I had stopped listening at the curving road. I said, “Maybe you better tell me again.”
“I thought so. Turn around and go two traffic lights to Egg Street, turn left for two hundred yards and turn right at an angle on a twisty street till you come to an overpass but don’t take it.”
“That clears it up for me,” I said quickly. “I sure do thank you for helping me out.”
“Hell,” he said, “I ain’t even got you out of town yet.”
Well, he got me out of town by a route which, if I could have remembered it, let alone followed it, would have made the path into the Labyrinth at Knossos seem like a thruway. When he was finally satisfied and thanked, he got out and slammed the door, but such is my social cowardice that I actually did turn around, knowing he would be watching out the window. I drove around two blocks and blundered my way back to 104, traffic or not.
Niagara Falls is very nice. It’s like a large version of the old Bond sign on Times Square. I’m very glad I saw it, because from now on if I am asked whether I have ever seen Niagara Falls I can say yes, and be telling the truth for once.
When I told my adviser that I was going to Erie, Pennsylvania, I had no idea of going there, but as it turned out, I was. My intention was to creep across the neck of Ontario, bypassing not only Erie but Cleveland and Toledo.
I find out of long experience that I admire all nations and hate all governments, and nowhere is my natural anarchism more aroused than at national borders where patient and efficient public servants carry out their duties in matters on immigration and customs. I have never smuggled anything in my life. Why, then, do I feel an uneasy sense of guilt on approaching a customs barrier?

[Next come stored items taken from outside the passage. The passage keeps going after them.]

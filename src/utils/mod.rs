//! Shared index algebra: prefix scans, divisor arithmetic, partition search

pub mod formats;

/// Computes an exclusive prefix sum (scan) for a slice of sizes.
///
/// The result has one more element than the input; `result[i]` is the offset
/// at which element `i` starts and `result[input.len()]` is the total. Applied
/// to a block-size vector this yields the block boundary array.
pub fn exclusive_scan(input: &[usize]) -> Vec<usize> {
    let mut result = Vec::with_capacity(input.len() + 1);
    let mut sum = 0;

    result.push(0); // First boundary is always 0

    for &val in input {
        sum += val;
        result.push(sum);
    }

    result
}

/// Greatest common divisor (Euclid).
pub fn gcd(mut a: usize, mut b: usize) -> usize {
    while b != 0 {
        let t = b;
        b = a % b;
        a = t;
    }
    a
}

/// Least common multiple.
///
/// # Panics
///
/// Panics if both arguments are zero.
pub fn lcm(a: usize, b: usize) -> usize {
    assert!(a != 0 || b != 0, "lcm(0, 0) is undefined");
    if a == 0 || b == 0 {
        return 0;
    }
    a / gcd(a, b) * b
}

/// Finds the partition containing a global element index.
///
/// `boundaries` is an exclusive-scan array as produced by [`exclusive_scan`];
/// returns `i` such that `boundaries[i] <= index < boundaries[i + 1]`,
/// skipping zero-length partitions.
///
/// # Panics
///
/// Panics if `index` lies beyond the last boundary.
pub fn partition_of(boundaries: &[usize], index: usize) -> usize {
    let total = *boundaries.last().expect("boundary array must be non-empty");
    assert!(
        index < total,
        "index {} out of range (total {})",
        index,
        total
    );

    // partition_point gives the first boundary strictly greater than index;
    // the containing partition starts one boundary earlier.
    boundaries.partition_point(|&b| b <= index) - 1
}

#[cfg(test)]
mod tests {
    use super::*;

    #[test]
    fn test_exclusive_scan() {
        let input = vec![1, 2, 3, 4];
        let expected = vec![0, 1, 3, 6, 10];
        assert_eq!(exclusive_scan(&input), expected);

        let input = vec![0, 0, 5, 0];
        let expected = vec![0, 0, 0, 5, 5];
        assert_eq!(exclusive_scan(&input), expected);
    }

    #[test]
    fn test_gcd_lcm() {
        assert_eq!(gcd(12, 18), 6);
        assert_eq!(gcd(7, 13), 1);
        assert_eq!(gcd(0, 5), 5);
        assert_eq!(lcm(4, 6), 12);
        assert_eq!(lcm(5, 1), 5);
        assert_eq!(lcm(0, 3), 0);
    }

    #[test]
    fn test_partition_of() {
        // Three partitions of sizes 3, 3, 4 covering [0, 10)
        let boundaries = exclusive_scan(&[3, 3, 4]);
        assert_eq!(partition_of(&boundaries, 0), 0);
        assert_eq!(partition_of(&boundaries, 2), 0);
        assert_eq!(partition_of(&boundaries, 3), 1);
        assert_eq!(partition_of(&boundaries, 6), 2);
        assert_eq!(partition_of(&boundaries, 9), 2);
    }

    #[test]
    fn test_partition_of_skips_empty() {
        // Zero-length partition in the middle never owns an index
        let boundaries = exclusive_scan(&[2, 0, 3]);
        assert_eq!(partition_of(&boundaries, 1), 0);
        assert_eq!(partition_of(&boundaries, 2), 2);
    }

    #[test]
    #[should_panic(expected = "out of range")]
    fn test_partition_of_out_of_range() {
        let boundaries = exclusive_scan(&[2, 2]);
        partition_of(&boundaries, 4);
    }
}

I crossed a high toll bridge and negotiated a no man’s land and came to the place where the Stars and Stripes stood shoulder to shoulder with the Union Jack. The Canadians were very kind. They asked where I was going and for how long, gave Rocinante a cursory inspection, and came at last to Charley.
“Do you have a certificate of rabies vaccination of the dog?”
“No, I haven’t. You see he’s an old dog. He was vaccinated long ago.”
Another official came out. “We advise you not to cross the border with him, then.”
“But I’m just crossing a small part of Canada and reentering the U.S.”
“We understand,” they said kindly. “You can take him into Canada but the U.S. won’t let him back.”
“But technically I am still in the U.S. and there’s no complaint.”
“There will be if he crosses the line and tries to get back.”
“Well, where can I get him vaccinated?”
They didn’t know. I would have to retrace my way at least twenty miles, find a vet, have Charley vaccinated, and then return. I was crossing only to save a little time, and this would wipe out the time saved and much more.
“Please understand, it is your own government, not ours. We are simply advising you. It’s the rule.”
I guess this is why I hate governments, all governments. It is always the rule, the fine print, carried out by fine-print men. There’s nothing to fight, no wall to hammer with frustrated fists. I highly approve of vaccination, feel it should be compulsory; rabies is a dreadful thing. And yet I found myself hating the rule and all governments that made rules. It was not the shots but the certificate that was important. And it is usually so with governments—not a fact but a small slip of paper. These were such nice men, friendly and helpful. It was a slow time at the border. They gave me a cup of tea and Charley half a dozen cookies. And they seemed genuinely sorry that I had to go to Erie, Pennsylvania, for the lack of a paper. And so I turned about and proceeded toward the Stars and Stripes and another government. Exiting I had not been required to stop, but now the barrier was down.
“Are you an American citizen?”
“Yes, sir, here’s my passport.”
“Do you have anything to declare?”
“I haven’t been away.”
“Have you a rabies vaccination certificate for your dog?”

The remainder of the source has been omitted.